A music video was made for the Lia Organa & Electric Prince remix of "Master and Servant" and was planned for a release as a single, but the single remained unreleased until 2010 as a double A-side with "Sex Drive".

==Background==
Massive Ego licensed the Nite Klub Skewl album to the German label, Dance Street/ZYX Records, who re-packaged and renamed the album Master & Servant. The only track from Nite Klub Skewl not to be included on this release was "Never Felt As Good".

The band recorded two new songs for the album with Groovesisters; a cover of David Bowie's "Hallo Spaceboy" and "Sex Drive", which was the second single released by Massive Ego, that was a cover of Pete Burns band, Dead or Alive. and was re-released as a double A-side single with a cover of Depeche Mode's "Master and Servant" in 2010.

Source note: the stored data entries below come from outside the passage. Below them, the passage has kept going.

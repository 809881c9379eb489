//! Error types shared across the client layers.
//!
//! ERROR HANDLING
//! ==============
//! Each layer owns one `thiserror` enum. `ApiError` is what the HTTP context
//! produces; `CrudError` and `AuthError` wrap it with the operation that was
//! attempted so front ends can print a single human-readable line.

use crate::crud::CrudOp;

// =============================================================================
// CONFIG
// =============================================================================

/// Errors produced while reading [`crate::ClientConfig`] from the environment.
#[derive(Debug, thiserror::Error)]
pub enum ConfigError {
    /// The base URL is not an absolute `http(s)` URL.
    #[error("invalid base URL: {0}")]
    InvalidBaseUrl(String),

    /// A numeric setting could not be parsed.
    #[error("config parse failed: {key}={value}")]
    Parse { key: &'static str, value: String },
}

// =============================================================================
// STORAGE
// =============================================================================

/// Errors produced by durable storage backends.
#[derive(Debug, thiserror::Error)]
pub enum StorageError {
    #[error("storage io failed: {0}")]
    Io(#[from] std::io::Error),

    #[error("storage payload is not valid JSON: {0}")]
    Json(#[from] serde_json::Error),

    /// A lock guarding in-process state was poisoned by a panicking writer.
    #[error("storage lock poisoned")]
    Poisoned,
}

// =============================================================================
// API
// =============================================================================

/// Errors produced by [`crate::ApiClient::request`].
#[derive(Debug, thiserror::Error)]
pub enum ApiError {
    /// The request never produced an HTTP response.
    #[error("{0}")]
    Transport(String),

    /// The backend answered with a non-2xx status other than 401.
    #[error("{}", backend_display(.status, .message))]
    Backend { status: u16, message: Option<String> },

    /// The backend rejected the credential. The session has already been
    /// cleared and the invalidation event emitted by the time this is seen.
    #[error("{}", unauthorized_display(.message))]
    Unauthorized { message: Option<String> },

    /// The response body did not have the expected shape.
    #[error("unexpected response body: {0}")]
    Decode(String),

    /// The request could not be built (bad payload or header value).
    #[error("invalid request: {0}")]
    InvalidRequest(String),

    #[error(transparent)]
    Storage(#[from] StorageError),
}

fn backend_display(status: &u16, message: &Option<String>) -> String {
    match message {
        Some(message) => message.clone(),
        None => format!("request failed with status {status}"),
    }
}

fn unauthorized_display(message: &Option<String>) -> String {
    message.clone().unwrap_or_else(|| "session expired, please log in again".to_owned())
}

impl ApiError {
    /// HTTP status carried by the error, if the backend answered.
    #[must_use]
    pub fn status(&self) -> Option<u16> {
        match self {
            Self::Backend { status, .. } => Some(*status),
            Self::Unauthorized { .. } => Some(401),
            _ => None,
        }
    }

    /// The message reported by the backend, if one was present in the body.
    #[must_use]
    pub fn backend_message(&self) -> Option<&str> {
        match self {
            Self::Backend { message, .. } | Self::Unauthorized { message } => message.as_deref(),
            _ => None,
        }
    }
}

// =============================================================================
// CRUD
// =============================================================================

/// Normalised failure of one CRUD operation.
///
/// Displays as `Error <verb> record: <detail>` where detail is the backend
/// message when present, else the underlying error text.
#[derive(Debug, thiserror::Error)]
#[error("Error {} {}: {detail}", .op.verb(), .op.noun())]
pub struct CrudError {
    pub op: CrudOp,
    pub detail: String,
    #[source]
    pub source: ApiError,
}

impl CrudError {
    pub(crate) fn new(op: CrudOp, source: ApiError) -> Self {
        let detail = source.backend_message().map_or_else(|| source.to_string(), ToOwned::to_owned);
        Self { op, detail, source }
    }

    #[must_use]
    pub fn is_not_found(&self) -> bool {
        self.source.status() == Some(404)
    }

    #[must_use]
    pub fn is_session_invalidated(&self) -> bool {
        matches!(self.source, ApiError::Unauthorized { .. })
    }
}

// =============================================================================
// AUTH
// =============================================================================

/// Errors produced by [`crate::AuthService`].
#[derive(Debug, thiserror::Error)]
pub enum AuthError {
    #[error("{}", .0.backend_message().unwrap_or("Error logging in"))]
    Login(ApiError),

    #[error("{}", .0.backend_message().unwrap_or("Error registering user"))]
    Register(ApiError),

    #[error("Error refreshing session: {0}")]
    Refresh(ApiError),

    #[error("Error fetching current user: {0}")]
    CurrentUser(ApiError),

    /// Refresh was requested but no refresh credential is stored.
    #[error("no refresh credential stored")]
    MissingRefreshToken,

    #[error(transparent)]
    Storage(#[from] StorageError),
}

Lia Organa & Electric Prince remixed "Master and Servant" for the single and video, and later remixed "I Like Boys", which was released via the Massive Ego Bandcamp page on 9 July 2013.

==Track listing==

| No. | Title | Originally by | Length |
|---|---|---|---|
| 1. | "Master and Servant" | Depeche Mode | 3:09 |
| 2. | "Supernature" | Cerrone | 4:46 |
| 3. | "Sex Drive (Groovesister Edit)" | Dead or Alive | 3:45 |
| 4. | "You Think You're a Man" | Divine | 3:12 |
| 5. | "Murder" |  | 8:31 |
| 6. | "Obsession" | Animotion | 3:41 |
| 7. | "My Heart Goes Bang (Get Me to the Doctor)" | Dead or Alive | 3:55 |
| 8. | "Nite Klub Skewl" |  | 6:08 |
| 9. | "Hallo Spaceboy (Groovesisters Mix)" | David Bowie | 4:28 |
| 10. | "Broken Land" | The Adventures | 4:52 |
| 11. | "Planet Earth" | Duran Duran | 4:36 |
| 12. | "Sweet Harmony" | The Beloved | 3:26 |
| 13. | "I Like Boys (Benni D Mix)" |  | 3:22 |
| 14. | "Wrecked" |  | 3:58 |
| 15. | "Fight the Feeling" |  | 3:49 |
| 16. | "Supernature (Music video)" |  |  |
| 17. | "Planet Earth (Music video)" |  |  |

==Personnel==

- Vocals: Marc Massive
- Guitar: Steady Eddie Orange Dasher (Track 5)
- Sequencing: Duncan Millar (Track 3)
- Featured vocals: Caron Geary The Infidel (Track 10)
- Featured vocals: Dusty 'O' (Tracks 7 & 8)
- Featured vocals: Maggie K DeMonde (Track 15)
- Featured vocals: Zoe Fuller (Track 6, 12)
- Backing vocals: Jacquii Cann (Track 10)
- Backing vocals: Sally Jaxx (Track 2)
- Backing vocals: Teresa Marie (Track 1)
- Written by: Jewels & Stone (Track 5)
- Written by: Marc Massive (Tracks 8, 13, 14 & 15)
- Written by: Andy J Thirwall (Track 15)
- Written by: Dusty 'O' (Track 8)
- Written by: Barry Stone (Track 5, 14)
- Written by: James Sammon (Pianoman) (Track 13)
- Remix: Ross Alexander (Track 7)
- Remix: Nick Crittenden & Scott Houzet (Groovesisters) (Track 7)
- Remix: Benni Digital (Track 13)
- Producer: Marc Massive (Tracks 8, 14 & 15)
- Producer: Ross Alexander (Track 1, 2, 6, 10 & 12)
- Producer: Sandy Burnett (Track 5)
- Producer: Nick Crittenden & Paul Tams (Track 7)
- Producer: Barry Stone (Track 11 & 13)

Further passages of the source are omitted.